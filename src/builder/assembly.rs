/*
 * Copyright 2025 Vijaykumar Singh
 *
 * Licensed under the Apache License, Version 2.0 (the "License");
 * you may not use this file except in compliance with the License.
 * You may obtain a copy of the License at
 *
 *     http://www.apache.org/licenses/LICENSE-2.0
 *
 * Unless required by applicable law or agreed to in writing, software
 * distributed under the License is distributed on an "AS IS" BASIS,
 * WITHOUT WARRANTIES OR CONDITIONS OF ANY KIND, either express or implied.
 * See the License for the specific language governing permissions and
 * limitations under the License.
 */

//! Assembly of clips and annotations into binary tables
//!
//! Samples every clip into the global transform table, links segments,
//! de-duplicates traits and tag lists, and cuts segments into maximal intervals
//! of constant tag sets. Intervals indexed by the same metric and tag list are
//! stored contiguously so each codebook covers a single run.

use std::collections::HashMap;
use std::sync::Arc;
use tracing::{debug, info};

use crate::builder::input::{AnnotationRange, AnnotationSource, SkeletonSampler};
use crate::core::config::BuildConfig;
use crate::core::error::BuildError;
use crate::core::registry::{TraitValue, TypeRegistry};
use crate::core::types::{
    CodeBookIndex, IntervalIndex, MarkerIndex, MetricIndex, SamplingTime, SegmentIndex, TagIndex,
    TagListIndex, TraitIndex, TypeIndex,
};
use crate::features::rig::{transform_to_parts, Rig};
use crate::features::Metric;
use crate::storage::layout::ArenaRef;
use crate::storage::records::{Interval, Marker, Segment, Tag};
use crate::storage::{BinaryContents, TraitContents};

/// Fragments to be indexed by one codebook.
#[derive(Debug, Clone)]
pub(crate) struct CodeBookPlan {
    pub metric: MetricIndex,
    pub tag_list: TagListIndex,
    pub interval_start: IntervalIndex,
    pub num_intervals: u32,
    /// Sampling time of every fragment, in interval order
    pub times: Arc<Vec<SamplingTime>>,
}

#[derive(Debug)]
pub(crate) struct Assembly {
    pub contents: BinaryContents,
    pub plans: Vec<CodeBookPlan>,
}

fn malformed(clip: &str, reason: impl Into<String>) -> BuildError {
    BuildError::MalformedClip {
        clip: clip.to_string(),
        reason: reason.into(),
    }
}

#[derive(Default)]
struct TraitTable {
    types: Vec<String>,
    type_lookup: HashMap<String, TypeIndex>,
    traits: Vec<TraitContents>,
    trait_lookup: HashMap<TraitValue, TraitIndex>,
}

impl TraitTable {
    fn intern(&mut self, registry: &TypeRegistry, value: TraitValue) -> Result<TraitIndex, BuildError> {
        if let Some(&index) = self.trait_lookup.get(&value) {
            return Ok(index);
        }
        let handler = registry
            .handler(&value.type_name)
            .ok_or_else(|| BuildError::UnknownTraitType(value.type_name.clone()))?;

        let type_index = match self.type_lookup.get(handler.name) {
            Some(&index) => index,
            None => {
                let index = TypeIndex::new(self.types.len());
                self.types.push(handler.name.to_string());
                self.type_lookup.insert(handler.name.to_string(), index);
                index
            }
        };

        let index = TraitIndex::new(self.traits.len());
        self.traits.push(TraitContents {
            type_index,
            payload: value.payload.clone(),
        });
        self.trait_lookup.insert(value, index);
        Ok(index)
    }

    fn type_name(&self, trait_index: TraitIndex) -> Option<&str> {
        let contents = self.traits.get(trait_index.get()?)?;
        self.types.get(contents.type_index.get()?).map(String::as_str)
    }
}

/// Maximal runs of constant active tags within one segment: `(first, len, traits)`.
fn cut_intervals(num_frames: u32, tags: &[Tag]) -> Vec<(u32, u32, Vec<TraitIndex>)> {
    let mut boundaries = vec![0, num_frames];
    for tag in tags {
        boundaries.push(tag.first_frame);
        boundaries.push(tag.first_frame + tag.num_frames);
    }
    boundaries.sort_unstable();
    boundaries.dedup();

    let mut runs: Vec<(u32, u32, Vec<TraitIndex>)> = Vec::new();
    for window in boundaries.windows(2) {
        let (start, end) = (window[0], window[1]);
        let mut active: Vec<TraitIndex> = tags
            .iter()
            .filter(|tag| tag.first_frame <= start && start < tag.first_frame + tag.num_frames)
            .map(|tag| tag.trait_index)
            .collect();
        active.sort_unstable();
        active.dedup();

        match runs.last_mut() {
            Some(last) if last.2 == active => last.1 += end - start,
            _ => runs.push((start, end - start, active)),
        }
    }
    runs
}

fn sample_clips(
    rig: &Rig,
    clips: &[&dyn SkeletonSampler],
    contents: &mut BinaryContents,
) -> Result<HashMap<String, SegmentIndex>, BuildError> {
    let mut by_name = HashMap::new();
    for (index, clip) in clips.iter().enumerate() {
        let name = clip.name();
        if by_name.insert(name.to_string(), SegmentIndex::new(index)).is_some() {
            return Err(malformed(name, "duplicate clip name"));
        }
        let num_frames = clip.num_frames();
        if num_frames == 0 {
            return Err(malformed(name, "clip has no frames"));
        }

        let first_frame = contents.num_frames();
        for frame in 0..num_frames {
            let pose = clip.sample_skeleton(frame)?;
            if pose.len() != rig.num_joints() {
                return Err(malformed(
                    name,
                    format!("frame {} has {} joints, rig has {}", frame, pose.len(), rig.num_joints()),
                ));
            }
            let finite = pose.iter().all(|transform| {
                let (translation, rotation) = transform_to_parts(transform);
                translation.iter().chain(rotation.iter()).all(|v| v.is_finite())
            });
            if !finite {
                return Err(malformed(name, format!("frame {} has non-finite transforms", frame)));
            }
            contents.transforms.extend(pose);
        }

        contents.segment_names.push(name.to_string());
        contents.segments.push(Segment {
            name: ArenaRef::default(),
            first_frame: first_frame as u32,
            num_frames: num_frames as u32,
            tag_index: TagIndex::INVALID,
            num_tags: 0,
            marker_index: MarkerIndex::INVALID,
            num_markers: 0,
            previous_segment: SegmentIndex::INVALID,
            next_segment: SegmentIndex::INVALID,
        });
    }

    for (index, clip) in clips.iter().enumerate() {
        let Some(next_name) = clip.next_clip() else {
            continue;
        };
        let next = *by_name
            .get(next_name)
            .ok_or_else(|| malformed(clip.name(), format!("next clip '{}' does not exist", next_name)))?;
        contents.segments[index].next_segment = next;
        if let Some(next_index) = next.get() {
            let target = &mut contents.segments[next_index];
            if target.previous_segment == SegmentIndex::INVALID {
                target.previous_segment = SegmentIndex::new(index);
            }
        }
    }
    Ok(by_name)
}

pub(crate) fn assemble(
    config: &BuildConfig,
    registry: &TypeRegistry,
    rig: Rig,
    clips: &[&dyn SkeletonSampler],
    annotations: &dyn AnnotationSource,
) -> Result<Assembly, BuildError> {
    let metrics = config
        .metrics
        .iter()
        .map(|definition| Metric::resolve(definition, &rig))
        .collect::<Result<Vec<_>, _>>()?;

    let mut contents = BinaryContents {
        sample_rate: config.sample_rate,
        extraction_policy: config.end_of_segment,
        rig: rig.clone(),
        transforms: Vec::new(),
        segment_names: Vec::new(),
        segments: Vec::new(),
        intervals: Vec::new(),
        types: Vec::new(),
        traits: Vec::new(),
        tags: Vec::new(),
        markers: Vec::new(),
        tag_lists: Vec::new(),
        metrics,
        codebooks: Vec::new(),
    };
    let by_name = sample_clips(&rig, clips, &mut contents)?;

    let mut table = TraitTable::default();
    let mut tags = Vec::new();
    let mut markers = Vec::new();
    for annotation in annotations.iterate_annotations() {
        let segment = *by_name.get(&annotation.clip).ok_or_else(|| {
            malformed(&annotation.clip, "annotation refers to an unknown clip")
        })?;
        let num_frames = segment
            .get()
            .map(|s| contents.segments[s].num_frames)
            .unwrap_or(0) as usize;
        let trait_index = table.intern(registry, annotation.value)?;

        match annotation.range {
            AnnotationRange::Tag {
                first_frame,
                num_frames: length,
            } => {
                if length == 0 || first_frame + length > num_frames {
                    return Err(malformed(
                        &annotation.clip,
                        format!("tag [{}, {}) outside {} frames", first_frame, first_frame + length, num_frames),
                    ));
                }
                tags.push(Tag {
                    trait_index,
                    segment,
                    first_frame: first_frame as u32,
                    num_frames: length as u32,
                });
            }
            AnnotationRange::Marker { frame } => {
                if frame >= num_frames {
                    return Err(malformed(
                        &annotation.clip,
                        format!("marker at frame {} outside {} frames", frame, num_frames),
                    ));
                }
                markers.push(Marker {
                    trait_index,
                    segment,
                    frame: frame as u32,
                });
            }
        }
    }

    tags.sort_by_key(|t| (t.segment, t.first_frame, t.trait_index, t.num_frames));
    tags.dedup();
    markers.sort_by_key(|m| (m.segment, m.frame, m.trait_index));
    markers.dedup();

    let mut tag_list_lookup: HashMap<Vec<TraitIndex>, TagListIndex> = HashMap::new();
    let mut intervals = Vec::new();
    for (index, segment) in contents.segments.iter_mut().enumerate() {
        let segment_index = SegmentIndex::new(index);

        let tag_start = tags.partition_point(|t| t.segment < segment_index);
        let tag_end = tags.partition_point(|t| t.segment <= segment_index);
        if tag_end > tag_start {
            segment.tag_index = TagIndex::new(tag_start);
            segment.num_tags = (tag_end - tag_start) as u32;
        }
        let marker_start = markers.partition_point(|m| m.segment < segment_index);
        let marker_end = markers.partition_point(|m| m.segment <= segment_index);
        if marker_end > marker_start {
            segment.marker_index = MarkerIndex::new(marker_start);
            segment.num_markers = (marker_end - marker_start) as u32;
        }

        for (first_frame, num_frames, active) in cut_intervals(segment.num_frames, &tags[tag_start..tag_end]) {
            let next_index = TagListIndex::new(contents.tag_lists.len());
            let tag_list = *tag_list_lookup.entry(active.clone()).or_insert_with(|| {
                contents.tag_lists.push(active.clone());
                next_index
            });
            intervals.push(Interval {
                segment: segment_index,
                first_frame,
                num_frames,
                tag_list,
                codebook: CodeBookIndex::INVALID,
            });
        }
    }

    // First metric listing any of the interval's trait types indexes it.
    let metric_of = |interval: &Interval| -> Option<usize> {
        let traits = interval.tag_list.get().and_then(|t| contents.tag_lists.get(t))?;
        contents.metrics.iter().position(|metric| {
            traits.iter().any(|&t| {
                table
                    .type_name(t)
                    .map_or(false, |name| metric.definition.indexes_type(name))
            })
        })
    };
    let mut keyed: Vec<(Option<usize>, Interval)> =
        intervals.into_iter().map(|interval| (metric_of(&interval), interval)).collect();
    keyed.sort_by_key(|(metric, interval)| {
        (
            metric.unwrap_or(usize::MAX),
            interval.tag_list,
            interval.segment,
            interval.first_frame,
        )
    });

    let mut plans: Vec<CodeBookPlan> = Vec::new();
    let mut times: Vec<SamplingTime> = Vec::new();
    for (position, (metric, interval)) in keyed.iter().enumerate() {
        let Some(metric) = metric else {
            continue;
        };
        let metric = MetricIndex::new(*metric);
        let continues = plans
            .last()
            .map_or(false, |plan| plan.metric == metric && plan.tag_list == interval.tag_list);
        if !continues {
            if let Some(plan) = plans.last_mut() {
                plan.times = Arc::new(std::mem::take(&mut times));
            }
            plans.push(CodeBookPlan {
                metric,
                tag_list: interval.tag_list,
                interval_start: IntervalIndex::new(position),
                num_intervals: 0,
                times: Arc::new(Vec::new()),
            });
        }
        if let Some(plan) = plans.last_mut() {
            plan.num_intervals += 1;
        }
        times.extend(
            (0..interval.num_frames)
                .map(|f| SamplingTime::at_frame(interval.segment, (interval.first_frame + f) as i32)),
        );
    }
    if let Some(plan) = plans.last_mut() {
        plan.times = Arc::new(times);
    }

    contents.intervals = keyed.into_iter().map(|(_, interval)| interval).collect();
    contents.types = table.types;
    contents.traits = table.traits;
    contents.tags = tags;
    contents.markers = markers;

    for plan in &plans {
        debug!(
            "Planned codebook for metric {} / tag list {}: {} intervals, {} fragments",
            plan.metric,
            plan.tag_list,
            plan.num_intervals,
            plan.times.len()
        );
    }
    info!(
        "📦 Assembled {} segments, {} frames, {} intervals, {} codebooks to train",
        contents.segments.len(),
        contents.num_frames(),
        contents.intervals.len(),
        plans.len()
    );
    Ok(Assembly { contents, plans })
}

----

● Task item:
What you return should be the lines from the beginning of the records through the one that contains "express or implied.", repeated exactly and with no additions.

● Exercise output:
filename src/builder/assembly.rs
/*
 * Copyright 2025 Vijaykumar Singh
 *
 * Licensed under the Apache License, Version 2.0 (the "License");
 * you may not use this file except in compliance with the License.
 * You may obtain a copy of the License at
 *
 *     http://www.apache.org/licenses/LICENSE-2.0
 *
 * Unless required by applicable law or agreed to in writing, software
 * distributed under the License is distributed on an "AS IS" BASIS,
 * WITHOUT WARRANTIES OR CONDITIONS OF ANY KIND, either express or implied.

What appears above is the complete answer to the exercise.